**Task prompt:**
In the entries that follow, how many lines contain "PipelineSummary"? Answer with the number only.

━━━━━ Records for the task ━━━━━

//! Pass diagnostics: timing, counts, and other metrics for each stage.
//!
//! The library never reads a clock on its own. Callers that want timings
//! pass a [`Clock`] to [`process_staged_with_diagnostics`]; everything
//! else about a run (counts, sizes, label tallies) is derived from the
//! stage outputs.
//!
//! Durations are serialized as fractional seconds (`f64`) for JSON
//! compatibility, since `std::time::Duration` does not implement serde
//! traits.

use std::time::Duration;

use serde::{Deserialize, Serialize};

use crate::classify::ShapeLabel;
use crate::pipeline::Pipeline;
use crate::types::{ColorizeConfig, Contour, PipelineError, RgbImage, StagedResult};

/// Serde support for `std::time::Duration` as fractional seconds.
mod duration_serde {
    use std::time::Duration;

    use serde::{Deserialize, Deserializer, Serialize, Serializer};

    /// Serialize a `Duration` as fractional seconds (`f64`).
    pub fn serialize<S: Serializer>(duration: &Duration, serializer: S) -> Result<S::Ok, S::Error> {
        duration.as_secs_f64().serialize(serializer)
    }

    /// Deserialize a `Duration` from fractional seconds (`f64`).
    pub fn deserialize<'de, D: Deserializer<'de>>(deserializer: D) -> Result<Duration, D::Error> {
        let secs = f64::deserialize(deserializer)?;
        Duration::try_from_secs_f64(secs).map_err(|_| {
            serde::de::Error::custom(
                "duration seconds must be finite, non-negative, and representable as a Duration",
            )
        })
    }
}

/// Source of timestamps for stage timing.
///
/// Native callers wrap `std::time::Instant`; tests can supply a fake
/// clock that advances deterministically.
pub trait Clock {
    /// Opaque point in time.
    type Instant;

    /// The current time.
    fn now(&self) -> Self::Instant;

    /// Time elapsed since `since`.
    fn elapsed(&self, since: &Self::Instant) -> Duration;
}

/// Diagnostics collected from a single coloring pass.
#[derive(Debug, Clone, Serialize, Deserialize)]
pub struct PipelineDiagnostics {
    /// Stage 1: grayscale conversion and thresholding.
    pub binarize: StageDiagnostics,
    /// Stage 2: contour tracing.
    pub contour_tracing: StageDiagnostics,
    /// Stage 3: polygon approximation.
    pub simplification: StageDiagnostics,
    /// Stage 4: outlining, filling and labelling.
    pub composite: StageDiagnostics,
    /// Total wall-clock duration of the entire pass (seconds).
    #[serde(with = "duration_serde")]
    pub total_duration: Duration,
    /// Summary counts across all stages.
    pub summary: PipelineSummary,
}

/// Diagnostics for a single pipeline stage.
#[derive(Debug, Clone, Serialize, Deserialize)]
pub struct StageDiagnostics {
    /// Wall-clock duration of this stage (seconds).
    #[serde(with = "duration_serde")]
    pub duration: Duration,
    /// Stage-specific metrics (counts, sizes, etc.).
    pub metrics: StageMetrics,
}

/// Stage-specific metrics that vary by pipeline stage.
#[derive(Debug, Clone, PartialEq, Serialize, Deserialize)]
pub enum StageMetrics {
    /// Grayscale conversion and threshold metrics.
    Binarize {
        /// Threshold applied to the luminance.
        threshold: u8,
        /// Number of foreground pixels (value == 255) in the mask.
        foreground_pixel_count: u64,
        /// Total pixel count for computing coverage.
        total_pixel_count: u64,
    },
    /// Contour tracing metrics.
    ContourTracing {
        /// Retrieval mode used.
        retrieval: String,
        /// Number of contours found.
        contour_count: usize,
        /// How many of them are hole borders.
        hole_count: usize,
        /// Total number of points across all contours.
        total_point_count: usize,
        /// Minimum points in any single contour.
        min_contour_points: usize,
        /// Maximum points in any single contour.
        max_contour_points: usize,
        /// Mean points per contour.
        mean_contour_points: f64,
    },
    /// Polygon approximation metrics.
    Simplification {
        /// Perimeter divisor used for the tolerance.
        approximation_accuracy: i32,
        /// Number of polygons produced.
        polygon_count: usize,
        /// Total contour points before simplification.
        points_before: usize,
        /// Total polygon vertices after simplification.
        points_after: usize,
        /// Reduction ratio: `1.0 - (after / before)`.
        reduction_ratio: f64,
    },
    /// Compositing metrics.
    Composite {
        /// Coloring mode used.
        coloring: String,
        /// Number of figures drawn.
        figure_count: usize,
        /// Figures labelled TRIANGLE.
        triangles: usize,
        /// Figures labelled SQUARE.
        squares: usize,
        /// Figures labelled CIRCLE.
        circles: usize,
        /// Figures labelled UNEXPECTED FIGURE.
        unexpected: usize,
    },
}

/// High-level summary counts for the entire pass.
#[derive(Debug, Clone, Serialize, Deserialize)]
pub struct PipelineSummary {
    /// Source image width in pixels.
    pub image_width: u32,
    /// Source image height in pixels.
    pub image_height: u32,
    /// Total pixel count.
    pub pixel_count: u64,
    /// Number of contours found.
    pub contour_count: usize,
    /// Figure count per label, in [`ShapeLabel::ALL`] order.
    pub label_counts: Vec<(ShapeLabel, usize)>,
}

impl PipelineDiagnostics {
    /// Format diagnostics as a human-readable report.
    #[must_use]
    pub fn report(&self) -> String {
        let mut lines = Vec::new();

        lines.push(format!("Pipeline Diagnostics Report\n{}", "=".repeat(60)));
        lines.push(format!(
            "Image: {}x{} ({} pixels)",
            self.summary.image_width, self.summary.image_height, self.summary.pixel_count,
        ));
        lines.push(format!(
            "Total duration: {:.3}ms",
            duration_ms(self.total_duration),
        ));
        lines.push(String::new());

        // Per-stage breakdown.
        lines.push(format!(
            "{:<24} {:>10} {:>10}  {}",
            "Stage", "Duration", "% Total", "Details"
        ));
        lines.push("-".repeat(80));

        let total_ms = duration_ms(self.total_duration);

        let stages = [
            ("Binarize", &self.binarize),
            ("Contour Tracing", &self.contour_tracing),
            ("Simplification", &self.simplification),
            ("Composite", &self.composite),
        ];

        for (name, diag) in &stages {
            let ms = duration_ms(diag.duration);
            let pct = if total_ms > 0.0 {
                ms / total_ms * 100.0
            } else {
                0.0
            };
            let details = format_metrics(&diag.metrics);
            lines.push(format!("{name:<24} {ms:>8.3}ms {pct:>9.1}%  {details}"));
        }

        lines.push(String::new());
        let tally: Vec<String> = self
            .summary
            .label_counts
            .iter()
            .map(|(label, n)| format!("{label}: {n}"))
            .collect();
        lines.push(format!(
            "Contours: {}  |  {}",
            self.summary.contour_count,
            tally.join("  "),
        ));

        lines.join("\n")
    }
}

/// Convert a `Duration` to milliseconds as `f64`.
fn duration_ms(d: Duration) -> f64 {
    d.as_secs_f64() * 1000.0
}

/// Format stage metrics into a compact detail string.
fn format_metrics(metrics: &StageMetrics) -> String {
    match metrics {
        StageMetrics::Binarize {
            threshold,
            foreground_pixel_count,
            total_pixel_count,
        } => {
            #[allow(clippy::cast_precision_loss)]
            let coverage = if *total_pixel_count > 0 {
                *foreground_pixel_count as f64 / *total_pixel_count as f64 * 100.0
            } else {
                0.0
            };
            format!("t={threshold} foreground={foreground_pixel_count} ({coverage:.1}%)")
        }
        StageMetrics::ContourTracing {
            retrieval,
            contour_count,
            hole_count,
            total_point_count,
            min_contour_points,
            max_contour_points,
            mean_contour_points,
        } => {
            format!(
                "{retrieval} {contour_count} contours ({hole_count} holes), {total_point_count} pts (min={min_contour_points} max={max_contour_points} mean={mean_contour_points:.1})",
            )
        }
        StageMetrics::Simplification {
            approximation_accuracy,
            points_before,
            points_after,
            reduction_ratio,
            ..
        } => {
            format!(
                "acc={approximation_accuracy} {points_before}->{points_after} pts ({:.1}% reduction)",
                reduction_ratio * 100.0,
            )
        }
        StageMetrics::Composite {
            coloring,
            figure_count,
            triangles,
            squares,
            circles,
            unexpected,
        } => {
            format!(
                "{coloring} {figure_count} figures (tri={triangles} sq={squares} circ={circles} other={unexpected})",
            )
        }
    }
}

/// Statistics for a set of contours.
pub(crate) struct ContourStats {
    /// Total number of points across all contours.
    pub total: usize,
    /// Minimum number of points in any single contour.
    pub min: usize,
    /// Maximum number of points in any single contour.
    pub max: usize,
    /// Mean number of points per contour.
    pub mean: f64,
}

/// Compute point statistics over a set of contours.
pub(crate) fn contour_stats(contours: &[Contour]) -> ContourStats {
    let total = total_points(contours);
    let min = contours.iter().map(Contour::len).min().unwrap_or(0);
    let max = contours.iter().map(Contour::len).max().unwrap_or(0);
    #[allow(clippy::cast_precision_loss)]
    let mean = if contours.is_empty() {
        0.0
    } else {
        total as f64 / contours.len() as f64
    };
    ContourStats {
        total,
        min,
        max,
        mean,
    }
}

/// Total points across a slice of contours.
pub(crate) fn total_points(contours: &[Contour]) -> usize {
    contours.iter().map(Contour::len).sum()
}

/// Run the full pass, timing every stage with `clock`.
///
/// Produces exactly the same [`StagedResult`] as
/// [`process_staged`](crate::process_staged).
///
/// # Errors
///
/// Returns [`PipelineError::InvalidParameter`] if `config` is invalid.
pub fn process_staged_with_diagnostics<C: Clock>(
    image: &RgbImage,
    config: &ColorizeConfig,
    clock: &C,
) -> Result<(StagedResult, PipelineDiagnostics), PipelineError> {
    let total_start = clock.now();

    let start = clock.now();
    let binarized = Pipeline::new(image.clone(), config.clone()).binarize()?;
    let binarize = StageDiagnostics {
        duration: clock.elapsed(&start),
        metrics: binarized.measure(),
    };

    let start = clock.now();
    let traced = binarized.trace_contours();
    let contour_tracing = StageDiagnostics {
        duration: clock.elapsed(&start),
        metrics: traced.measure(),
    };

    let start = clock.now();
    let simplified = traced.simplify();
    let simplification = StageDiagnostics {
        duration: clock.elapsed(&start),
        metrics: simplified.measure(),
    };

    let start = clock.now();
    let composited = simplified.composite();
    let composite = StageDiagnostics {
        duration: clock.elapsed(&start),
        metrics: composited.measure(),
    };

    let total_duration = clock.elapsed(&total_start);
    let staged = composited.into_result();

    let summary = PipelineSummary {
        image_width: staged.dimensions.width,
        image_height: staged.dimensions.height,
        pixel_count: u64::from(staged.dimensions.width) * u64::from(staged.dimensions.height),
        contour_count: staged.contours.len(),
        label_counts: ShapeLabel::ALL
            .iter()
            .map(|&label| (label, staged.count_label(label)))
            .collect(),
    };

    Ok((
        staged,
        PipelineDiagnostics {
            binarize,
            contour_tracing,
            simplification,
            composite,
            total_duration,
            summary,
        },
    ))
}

━━━━━
━━━━━ Records for the task ━━━━━

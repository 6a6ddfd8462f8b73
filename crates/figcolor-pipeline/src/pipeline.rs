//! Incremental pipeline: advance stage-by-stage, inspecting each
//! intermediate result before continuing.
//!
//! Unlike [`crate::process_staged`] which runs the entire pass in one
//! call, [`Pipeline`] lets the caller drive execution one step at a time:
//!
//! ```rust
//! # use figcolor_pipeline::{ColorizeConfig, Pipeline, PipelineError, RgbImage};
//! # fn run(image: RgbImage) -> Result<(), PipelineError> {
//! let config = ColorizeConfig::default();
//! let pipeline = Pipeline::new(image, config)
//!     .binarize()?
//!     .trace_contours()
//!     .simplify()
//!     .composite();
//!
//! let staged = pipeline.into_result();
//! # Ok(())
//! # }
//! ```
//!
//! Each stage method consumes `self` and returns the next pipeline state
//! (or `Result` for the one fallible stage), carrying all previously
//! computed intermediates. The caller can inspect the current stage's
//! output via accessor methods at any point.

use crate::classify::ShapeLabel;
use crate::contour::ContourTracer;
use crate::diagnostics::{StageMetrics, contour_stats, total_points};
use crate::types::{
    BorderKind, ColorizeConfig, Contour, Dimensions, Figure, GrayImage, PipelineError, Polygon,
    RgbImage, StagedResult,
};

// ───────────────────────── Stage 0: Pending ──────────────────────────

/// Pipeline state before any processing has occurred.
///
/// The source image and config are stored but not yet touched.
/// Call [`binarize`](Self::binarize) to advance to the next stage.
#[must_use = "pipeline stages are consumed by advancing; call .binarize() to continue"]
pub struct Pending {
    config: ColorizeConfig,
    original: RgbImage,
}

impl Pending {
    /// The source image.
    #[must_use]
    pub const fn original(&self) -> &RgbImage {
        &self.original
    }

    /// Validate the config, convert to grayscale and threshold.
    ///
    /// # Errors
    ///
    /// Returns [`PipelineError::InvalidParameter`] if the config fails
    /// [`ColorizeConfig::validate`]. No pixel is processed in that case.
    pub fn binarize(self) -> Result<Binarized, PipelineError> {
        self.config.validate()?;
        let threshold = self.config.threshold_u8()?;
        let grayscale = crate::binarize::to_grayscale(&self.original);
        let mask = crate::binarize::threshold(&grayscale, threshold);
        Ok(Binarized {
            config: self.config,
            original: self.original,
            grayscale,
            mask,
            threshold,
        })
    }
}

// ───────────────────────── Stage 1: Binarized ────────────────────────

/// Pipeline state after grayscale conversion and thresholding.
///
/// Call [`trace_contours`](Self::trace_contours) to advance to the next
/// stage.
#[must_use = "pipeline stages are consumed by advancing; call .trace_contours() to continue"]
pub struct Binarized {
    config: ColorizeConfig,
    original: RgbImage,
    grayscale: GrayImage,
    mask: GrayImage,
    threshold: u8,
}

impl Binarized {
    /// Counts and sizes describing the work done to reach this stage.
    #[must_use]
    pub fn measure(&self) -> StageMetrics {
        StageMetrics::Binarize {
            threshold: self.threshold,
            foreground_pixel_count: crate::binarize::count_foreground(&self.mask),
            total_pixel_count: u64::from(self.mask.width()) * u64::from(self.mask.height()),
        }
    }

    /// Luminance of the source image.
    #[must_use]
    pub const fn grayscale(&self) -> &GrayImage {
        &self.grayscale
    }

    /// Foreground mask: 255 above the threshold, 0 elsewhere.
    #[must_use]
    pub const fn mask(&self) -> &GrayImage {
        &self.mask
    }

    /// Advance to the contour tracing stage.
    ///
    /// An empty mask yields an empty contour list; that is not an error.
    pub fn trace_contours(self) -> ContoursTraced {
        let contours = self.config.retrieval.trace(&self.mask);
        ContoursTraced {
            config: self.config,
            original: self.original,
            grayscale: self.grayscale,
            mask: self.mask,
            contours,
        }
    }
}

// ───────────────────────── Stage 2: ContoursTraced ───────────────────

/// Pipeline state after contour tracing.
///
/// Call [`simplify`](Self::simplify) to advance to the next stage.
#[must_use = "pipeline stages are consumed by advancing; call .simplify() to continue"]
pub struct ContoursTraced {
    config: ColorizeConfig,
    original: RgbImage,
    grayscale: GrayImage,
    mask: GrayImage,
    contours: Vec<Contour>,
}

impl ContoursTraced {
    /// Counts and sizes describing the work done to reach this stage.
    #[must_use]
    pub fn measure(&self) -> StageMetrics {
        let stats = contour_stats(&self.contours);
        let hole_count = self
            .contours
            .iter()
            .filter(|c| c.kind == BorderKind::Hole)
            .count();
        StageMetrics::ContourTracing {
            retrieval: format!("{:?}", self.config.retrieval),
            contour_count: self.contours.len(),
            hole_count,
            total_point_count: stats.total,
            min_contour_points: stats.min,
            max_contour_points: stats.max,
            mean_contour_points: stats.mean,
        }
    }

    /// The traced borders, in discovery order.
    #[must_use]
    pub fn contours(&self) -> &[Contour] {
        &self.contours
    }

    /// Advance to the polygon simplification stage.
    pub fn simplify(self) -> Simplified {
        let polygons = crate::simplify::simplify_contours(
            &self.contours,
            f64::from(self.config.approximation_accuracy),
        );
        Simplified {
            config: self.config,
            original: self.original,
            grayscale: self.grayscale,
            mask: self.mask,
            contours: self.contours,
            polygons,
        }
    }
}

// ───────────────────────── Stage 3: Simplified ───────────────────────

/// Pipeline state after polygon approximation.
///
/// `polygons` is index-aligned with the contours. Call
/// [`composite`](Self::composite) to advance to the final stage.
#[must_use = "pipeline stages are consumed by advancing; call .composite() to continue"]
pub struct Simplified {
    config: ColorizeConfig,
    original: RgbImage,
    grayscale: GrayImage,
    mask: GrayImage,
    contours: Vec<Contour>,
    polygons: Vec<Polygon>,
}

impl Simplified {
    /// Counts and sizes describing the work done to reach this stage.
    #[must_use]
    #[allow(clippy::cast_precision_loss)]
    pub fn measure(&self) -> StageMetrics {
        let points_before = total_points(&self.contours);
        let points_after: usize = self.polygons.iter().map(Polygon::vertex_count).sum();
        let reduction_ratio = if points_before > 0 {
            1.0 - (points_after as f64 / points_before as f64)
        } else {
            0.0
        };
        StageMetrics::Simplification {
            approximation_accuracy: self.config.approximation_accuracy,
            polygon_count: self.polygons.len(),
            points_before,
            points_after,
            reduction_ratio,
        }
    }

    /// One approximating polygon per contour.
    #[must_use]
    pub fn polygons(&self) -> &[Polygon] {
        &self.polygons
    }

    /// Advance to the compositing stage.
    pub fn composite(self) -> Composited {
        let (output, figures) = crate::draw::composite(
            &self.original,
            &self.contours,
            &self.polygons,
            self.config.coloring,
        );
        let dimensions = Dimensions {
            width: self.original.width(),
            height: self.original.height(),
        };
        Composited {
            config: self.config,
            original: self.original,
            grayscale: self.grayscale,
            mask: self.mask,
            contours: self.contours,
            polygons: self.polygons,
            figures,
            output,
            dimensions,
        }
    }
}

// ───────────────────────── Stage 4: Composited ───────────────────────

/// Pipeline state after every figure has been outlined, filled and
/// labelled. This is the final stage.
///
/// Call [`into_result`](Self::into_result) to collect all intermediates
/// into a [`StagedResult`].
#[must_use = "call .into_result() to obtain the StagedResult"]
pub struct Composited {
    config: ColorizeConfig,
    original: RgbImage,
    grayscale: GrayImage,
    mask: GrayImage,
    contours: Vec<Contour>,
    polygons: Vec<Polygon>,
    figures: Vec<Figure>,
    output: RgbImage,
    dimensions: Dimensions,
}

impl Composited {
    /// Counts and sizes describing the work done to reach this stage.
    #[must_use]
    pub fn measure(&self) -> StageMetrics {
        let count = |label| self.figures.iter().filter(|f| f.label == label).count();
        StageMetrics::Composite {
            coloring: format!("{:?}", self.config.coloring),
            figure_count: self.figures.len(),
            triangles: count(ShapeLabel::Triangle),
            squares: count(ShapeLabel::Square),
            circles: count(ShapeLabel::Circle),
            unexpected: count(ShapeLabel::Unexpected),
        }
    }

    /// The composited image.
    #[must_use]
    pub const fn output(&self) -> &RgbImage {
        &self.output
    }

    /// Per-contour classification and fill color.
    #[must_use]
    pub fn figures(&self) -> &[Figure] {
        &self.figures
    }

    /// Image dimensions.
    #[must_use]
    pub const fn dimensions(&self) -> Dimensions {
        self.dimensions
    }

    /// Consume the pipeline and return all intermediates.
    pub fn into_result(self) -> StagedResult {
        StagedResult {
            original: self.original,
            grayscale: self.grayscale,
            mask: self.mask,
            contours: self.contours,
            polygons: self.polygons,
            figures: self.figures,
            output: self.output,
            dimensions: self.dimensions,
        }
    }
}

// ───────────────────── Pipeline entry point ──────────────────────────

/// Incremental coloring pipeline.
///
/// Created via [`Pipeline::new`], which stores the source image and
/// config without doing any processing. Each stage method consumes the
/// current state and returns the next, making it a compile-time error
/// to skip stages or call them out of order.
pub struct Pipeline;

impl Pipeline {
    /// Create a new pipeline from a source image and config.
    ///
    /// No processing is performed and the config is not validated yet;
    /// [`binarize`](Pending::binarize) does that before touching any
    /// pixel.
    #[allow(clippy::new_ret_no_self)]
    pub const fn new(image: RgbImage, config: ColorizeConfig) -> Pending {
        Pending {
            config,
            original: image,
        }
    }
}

━━━━━

**Answer to the exercise:**
3